• **What is needed**: Using the data below, return the stretch from the line that contains "#[derive(Debug, Clone, Copy, PartialEq, Eq)]" through the line that contains "self.check(Call::Sum(measure), predicate)?;", both included, exactly as it stands and nothing beyond it.

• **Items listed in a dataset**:
----------------

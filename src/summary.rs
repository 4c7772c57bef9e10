// Copyright (c) AlphaVelocity.
// All rights reserved.
//
// This source code is licensed under the license found in the
// LICENSE file in the root directory of this source tree.

use crate::error::{LedgerError, LedgerResult};
use crate::filter::Predicate;
use crate::models::{Summary, TransactionType};
use crate::store::{LedgerStore, Measure};

/// Income, expense and balance over everything `predicate` matches.
///
/// Runs on the unpaginated predicate; callers pass the same one they use to
/// count and fetch a page.
pub fn summarize<S: LedgerStore + ?Sized>(store: &S, predicate: &Predicate) -> LedgerResult<Summary> {
    let income = store
        .sum(&predicate.clone().of_kind(TransactionType::Income), Measure::Amount)
        .map_err(|source| LedgerError::Aggregation {
            aggregate: "total income",
            source,
        })?;
    let expense = store
        .sum(&predicate.clone().of_kind(TransactionType::Expense), Measure::Amount)
        .map_err(|source| LedgerError::Aggregation {
            aggregate: "total expense",
            source,
        })?;
    Ok(Summary::new(income, expense))
}
// Copyright (c) AlphaVelocity.
// All rights reserved.
//
// This source code is licensed under the license found in the
// LICENSE file in the root directory of this source tree.

pub mod cli;
pub mod commands;
pub mod config;
pub mod dashboard;
pub mod db;
pub mod error;
pub mod export;
pub mod filter;
pub mod listing;
pub mod models;
pub mod store;
pub mod summary;
pub mod utils;

pub use dashboard::DashboardService;
pub use error::{LedgerError, LedgerResult, StoreError};
pub use listing::TransactionService;
pub use store::LedgerStore;
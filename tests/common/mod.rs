// Copyright (c) AlphaVelocity.
// All rights reserved.
//
// This source code is licensed under the license found in the
// LICENSE file in the root directory of this source tree.

#![allow(dead_code)]

use chrono::NaiveDate;
use fintrack::db::{NewTransaction, SqliteStore};
use fintrack::error::StoreError;
use fintrack::filter::Predicate;
use fintrack::models::{LedgerRow, TransactionType};
use fintrack::store::{GroupKey, LedgerStore, Measure, Order};
use rust_decimal::Decimal;
use tempfile::TempDir;

pub struct Ledger {
    pub store: SqliteStore,
    _dir: TempDir,
}

pub fn ledger() -> Ledger {
    let dir = tempfile::tempdir().unwrap();
    let store = SqliteStore::open(dir.path().join("ledger.sqlite")).unwrap();
    Ledger { store, _dir: dir }
}

pub fn date(s: &str) -> NaiveDate {
    NaiveDate::parse_from_str(s, "%Y-%m-%d").unwrap()
}

pub fn dec(s: &str) -> Decimal {
    s.parse().unwrap()
}

impl Ledger {
    pub fn category(&self, user_id: i64, name: &str) -> i64 {
        self.store.add_category(user_id, name).unwrap().id
    }

    pub fn record(
        &self,
        user_id: i64,
        category_id: i64,
        kind: TransactionType,
        amount: &str,
        on: &str,
    ) -> i64 {
        self.store
            .add_transaction(
                user_id,
                &NewTransaction {
                    category_id,
                    amount: dec(amount),
                    kind,
                    description: format!("{} {}", kind, amount),
                    date: date(on),
                },
            )
            .unwrap()
            .id
    }
}

/// Which store calls should fail.
#[derive(Debug, Clone, Copy, PartialEq, Eq)]
pub enum Call {
    Count,
    Sum(Measure),
    Find,
    Group(GroupKey),
}

/// Wraps a real store and fails the calls `fails` selects.
pub struct FailingStore<'a, S> {
    pub inner: &'a S,
    pub fails: fn(Call, &Predicate) -> bool,
}

impl<S: LedgerStore> FailingStore<'_, S> {
    fn check(&self, call: Call, predicate: &Predicate) -> Result<(), StoreError> {
        if (self.fails)(call, predicate) {
            return Err(StoreError::Unavailable(format!("injected failure on {:?}", call)));
        }
        Ok(())
    }
}

impl<S: LedgerStore> LedgerStore for FailingStore<'_, S> {
    fn count(&self, predicate: &Predicate) -> Result<u64, StoreError> {
        self.check(Call::Count, predicate)?;
        self.inner.count(predicate)
    }

    fn sum(&self, predicate: &Predicate, measure: Measure) -> Result<Decimal, StoreError> {
        self.check(Call::Sum(measure), predicate)?;
        self.inner.sum(predicate, measure)
    }

    fn find(
        &self,
        predicate: &Predicate,
        order: Order,
        offset: u64,
        limit: u64,
    ) -> Result<Vec<LedgerRow>, StoreError> {
        self.check(Call::Find, predicate)?;
        self.inner.find(predicate, order, offset, limit)
    }

    fn group_sum(
        &self,
        predicate: &Predicate,
        key: GroupKey,
        order: Order,
        limit: Option<usize>,
    ) -> Result<Vec<(String, Decimal)>, StoreError> {
        self.check(Call::Group(key), predicate)?;
        self.inner.group_sum(predicate, key, order, limit)
    }
}
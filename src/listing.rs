// Copyright (c) AlphaVelocity.
// All rights reserved.
//
// This source code is licensed under the license found in the
// LICENSE file in the root directory of this source tree.

use crate::error::{LedgerError, LedgerResult, ListingStage};
use crate::filter::{Predicate, build_predicate};
use crate::models::{Filter, Pagination, TransactionPage, TransactionView};
use crate::store::{LedgerStore, Order};
use crate::summary::summarize;
use tracing::{debug, error, info_span};

/// Filtered, paginated transaction listings (and exports built on them).
pub struct TransactionService<'a, S: LedgerStore + ?Sized> {
    pub(crate) store: &'a S,
}

impl<'a, S: LedgerStore + ?Sized> TransactionService<'a, S> {
    pub fn new(store: &'a S) -> Self {
        Self { store }
    }

    pub fn list(&self, user_id: i64, filter: &Filter) -> LedgerResult<TransactionPage> {
        let span = info_span!("list_transactions", user_id);
        let _enter = span.enter();

        let filter = filter.clone().normalized();
        debug!(?filter, "applying filter");
        let predicate = build_predicate(Predicate::for_user(user_id), &filter);

        let total = self.store.count(&predicate).map_err(|e| {
            error!("Failed to count transactions: {}", e);
            LedgerError::listing(ListingStage::Count, e)
        })?;

        let summary = summarize(self.store, &predicate).map_err(|e| {
            error!("Failed to calculate transaction summary: {}", e);
            LedgerError::listing(ListingStage::Summary, e)
        })?;

        let rows = self
            .store
            .find(
                &predicate,
                Order::DateDesc,
                filter.offset(),
                u64::from(filter.limit),
            )
            .map_err(|e| {
                error!("Failed to get transactions: {}", e);
                LedgerError::listing(ListingStage::Fetch, e)
            })?;

        let transactions: Vec<TransactionView> = rows.into_iter().map(Into::into).collect();
        debug!(total, page_len = transactions.len(), "listed transactions");
        Ok(TransactionPage {
            transactions,
            summary,
            pagination: Pagination::new(filter.page, total, filter.limit),
        })
    }
}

----------------

• **Response**:
#[derive(Debug, Clone, Copy, PartialEq, Eq)]
pub enum Call {
    Count,
    Sum(Measure),
    Find,
    Group(GroupKey),
}

/// Wraps a real store and fails the calls `fails` selects.
pub struct FailingStore<'a, S> {
    pub inner: &'a S,
    pub fails: fn(Call, &Predicate) -> bool,
}

impl<S: LedgerStore> FailingStore<'_, S> {
    fn check(&self, call: Call, predicate: &Predicate) -> Result<(), StoreError> {
        if (self.fails)(call, predicate) {
            return Err(StoreError::Unavailable(format!("injected failure on {:?}", call)));
        }
        Ok(())
    }
}

impl<S: LedgerStore> LedgerStore for FailingStore<'_, S> {
    fn count(&self, predicate: &Predicate) -> Result<u64, StoreError> {
        self.check(Call::Count, predicate)?;
        self.inner.count(predicate)
    }

    fn sum(&self, predicate: &Predicate, measure: Measure) -> Result<Decimal, StoreError> {
        self.check(Call::Sum(measure), predicate)?;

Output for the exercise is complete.